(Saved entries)
###

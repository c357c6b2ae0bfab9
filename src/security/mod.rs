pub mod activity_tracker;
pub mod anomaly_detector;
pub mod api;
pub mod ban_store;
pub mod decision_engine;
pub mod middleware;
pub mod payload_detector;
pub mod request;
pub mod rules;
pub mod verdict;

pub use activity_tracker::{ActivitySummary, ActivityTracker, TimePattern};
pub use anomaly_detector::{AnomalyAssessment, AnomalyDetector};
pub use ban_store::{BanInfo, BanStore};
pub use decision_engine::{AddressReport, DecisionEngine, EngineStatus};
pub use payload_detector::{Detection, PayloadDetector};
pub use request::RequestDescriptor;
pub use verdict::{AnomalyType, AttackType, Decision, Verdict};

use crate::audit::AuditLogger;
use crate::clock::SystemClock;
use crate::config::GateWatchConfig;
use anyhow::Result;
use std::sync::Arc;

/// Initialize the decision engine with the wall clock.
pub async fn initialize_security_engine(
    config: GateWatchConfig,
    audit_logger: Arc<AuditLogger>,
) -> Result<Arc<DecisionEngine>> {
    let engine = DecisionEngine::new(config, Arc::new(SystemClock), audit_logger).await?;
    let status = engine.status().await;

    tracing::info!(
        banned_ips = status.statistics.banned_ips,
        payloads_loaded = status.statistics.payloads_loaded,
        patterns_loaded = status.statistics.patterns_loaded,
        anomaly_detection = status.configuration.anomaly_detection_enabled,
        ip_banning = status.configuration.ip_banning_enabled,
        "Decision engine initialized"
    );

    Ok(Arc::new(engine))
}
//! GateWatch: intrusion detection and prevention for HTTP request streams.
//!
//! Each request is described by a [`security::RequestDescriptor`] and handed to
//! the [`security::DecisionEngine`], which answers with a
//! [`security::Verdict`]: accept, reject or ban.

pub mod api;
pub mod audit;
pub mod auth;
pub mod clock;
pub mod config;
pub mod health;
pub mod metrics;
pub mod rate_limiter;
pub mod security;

###

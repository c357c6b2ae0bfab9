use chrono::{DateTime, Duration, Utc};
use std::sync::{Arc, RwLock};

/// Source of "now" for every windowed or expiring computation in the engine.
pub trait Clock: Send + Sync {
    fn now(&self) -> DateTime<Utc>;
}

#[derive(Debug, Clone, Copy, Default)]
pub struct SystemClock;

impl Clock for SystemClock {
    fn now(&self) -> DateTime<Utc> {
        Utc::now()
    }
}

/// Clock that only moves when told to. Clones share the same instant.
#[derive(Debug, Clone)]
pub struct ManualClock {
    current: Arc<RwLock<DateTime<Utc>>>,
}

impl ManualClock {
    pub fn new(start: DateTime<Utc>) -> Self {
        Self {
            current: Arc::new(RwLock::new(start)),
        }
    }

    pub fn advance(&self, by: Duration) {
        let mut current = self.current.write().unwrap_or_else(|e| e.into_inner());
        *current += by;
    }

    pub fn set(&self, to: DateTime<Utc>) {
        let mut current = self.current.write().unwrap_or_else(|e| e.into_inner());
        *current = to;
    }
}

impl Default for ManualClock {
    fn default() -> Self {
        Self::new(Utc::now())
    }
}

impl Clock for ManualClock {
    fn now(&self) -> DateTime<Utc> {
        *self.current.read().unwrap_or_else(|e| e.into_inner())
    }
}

###

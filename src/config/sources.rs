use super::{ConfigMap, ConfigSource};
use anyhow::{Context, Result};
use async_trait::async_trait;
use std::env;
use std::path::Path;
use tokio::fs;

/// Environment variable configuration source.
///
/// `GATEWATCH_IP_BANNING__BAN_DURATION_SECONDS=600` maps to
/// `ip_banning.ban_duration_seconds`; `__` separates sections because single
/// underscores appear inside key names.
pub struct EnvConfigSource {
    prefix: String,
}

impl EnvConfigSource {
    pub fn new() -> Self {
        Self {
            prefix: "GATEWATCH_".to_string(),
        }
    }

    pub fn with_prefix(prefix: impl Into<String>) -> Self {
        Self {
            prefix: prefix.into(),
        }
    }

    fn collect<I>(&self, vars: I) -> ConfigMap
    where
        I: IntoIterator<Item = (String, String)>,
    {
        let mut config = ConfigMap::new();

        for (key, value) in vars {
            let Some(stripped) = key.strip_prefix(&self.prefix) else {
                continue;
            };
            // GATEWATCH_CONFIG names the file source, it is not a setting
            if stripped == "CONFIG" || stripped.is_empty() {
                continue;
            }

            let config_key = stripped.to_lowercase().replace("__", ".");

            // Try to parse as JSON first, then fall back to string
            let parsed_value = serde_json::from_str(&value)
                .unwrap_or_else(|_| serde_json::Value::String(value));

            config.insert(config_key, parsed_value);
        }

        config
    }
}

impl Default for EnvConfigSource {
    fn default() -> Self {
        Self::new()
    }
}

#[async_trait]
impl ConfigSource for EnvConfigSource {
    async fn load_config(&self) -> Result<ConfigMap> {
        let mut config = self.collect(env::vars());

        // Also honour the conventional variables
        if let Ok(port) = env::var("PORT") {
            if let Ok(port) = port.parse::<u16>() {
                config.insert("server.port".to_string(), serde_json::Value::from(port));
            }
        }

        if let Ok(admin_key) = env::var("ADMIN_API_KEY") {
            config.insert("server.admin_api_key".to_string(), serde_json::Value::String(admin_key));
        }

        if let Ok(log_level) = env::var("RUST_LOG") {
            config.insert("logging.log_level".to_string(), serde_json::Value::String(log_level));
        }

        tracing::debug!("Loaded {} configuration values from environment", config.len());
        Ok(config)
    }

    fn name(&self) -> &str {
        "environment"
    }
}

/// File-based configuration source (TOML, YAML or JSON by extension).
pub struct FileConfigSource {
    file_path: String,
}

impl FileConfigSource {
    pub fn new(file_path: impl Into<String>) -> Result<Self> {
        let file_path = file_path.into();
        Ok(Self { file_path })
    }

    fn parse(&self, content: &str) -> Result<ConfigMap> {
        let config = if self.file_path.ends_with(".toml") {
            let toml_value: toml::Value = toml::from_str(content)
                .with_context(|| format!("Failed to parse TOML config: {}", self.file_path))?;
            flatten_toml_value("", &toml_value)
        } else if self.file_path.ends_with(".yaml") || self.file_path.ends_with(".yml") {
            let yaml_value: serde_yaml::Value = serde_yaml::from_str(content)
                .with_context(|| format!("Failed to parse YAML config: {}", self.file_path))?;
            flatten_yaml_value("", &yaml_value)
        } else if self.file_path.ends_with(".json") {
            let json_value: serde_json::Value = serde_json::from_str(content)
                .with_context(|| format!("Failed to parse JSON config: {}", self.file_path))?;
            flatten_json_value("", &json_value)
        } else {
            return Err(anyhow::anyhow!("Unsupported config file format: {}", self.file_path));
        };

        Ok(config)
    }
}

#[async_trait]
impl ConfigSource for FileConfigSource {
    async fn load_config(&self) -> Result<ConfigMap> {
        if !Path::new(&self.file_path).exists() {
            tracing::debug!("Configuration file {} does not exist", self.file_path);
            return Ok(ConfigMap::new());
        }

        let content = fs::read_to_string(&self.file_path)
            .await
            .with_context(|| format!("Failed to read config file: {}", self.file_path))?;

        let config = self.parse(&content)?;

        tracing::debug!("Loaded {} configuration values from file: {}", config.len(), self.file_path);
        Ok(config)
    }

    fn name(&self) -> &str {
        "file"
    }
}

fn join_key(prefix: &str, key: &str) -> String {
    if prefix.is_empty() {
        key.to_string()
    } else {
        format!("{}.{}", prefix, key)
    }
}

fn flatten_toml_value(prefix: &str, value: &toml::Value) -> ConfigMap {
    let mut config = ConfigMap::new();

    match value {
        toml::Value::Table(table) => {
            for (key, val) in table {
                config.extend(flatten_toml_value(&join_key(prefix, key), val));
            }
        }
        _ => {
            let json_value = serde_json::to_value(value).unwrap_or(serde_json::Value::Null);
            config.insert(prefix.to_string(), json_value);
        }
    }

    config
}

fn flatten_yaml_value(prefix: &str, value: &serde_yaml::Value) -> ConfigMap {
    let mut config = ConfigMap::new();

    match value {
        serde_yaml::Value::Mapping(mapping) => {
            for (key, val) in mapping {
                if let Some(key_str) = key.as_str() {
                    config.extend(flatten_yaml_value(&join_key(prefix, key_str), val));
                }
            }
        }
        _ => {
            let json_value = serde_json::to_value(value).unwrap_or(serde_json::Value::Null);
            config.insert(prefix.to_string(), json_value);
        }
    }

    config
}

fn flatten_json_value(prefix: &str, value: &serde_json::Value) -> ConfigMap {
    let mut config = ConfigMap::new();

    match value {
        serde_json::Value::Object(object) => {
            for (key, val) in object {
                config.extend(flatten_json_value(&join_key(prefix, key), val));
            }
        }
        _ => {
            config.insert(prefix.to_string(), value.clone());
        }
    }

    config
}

###

Exercise aim. Each line of the data that holds the word "values" should be copied.

Response for this exercise.
        tracing::debug!("Loaded {} configuration values from environment", config.len());
        tracing::debug!("Loaded {} configuration values from file: {}", config.len(), self.file_path);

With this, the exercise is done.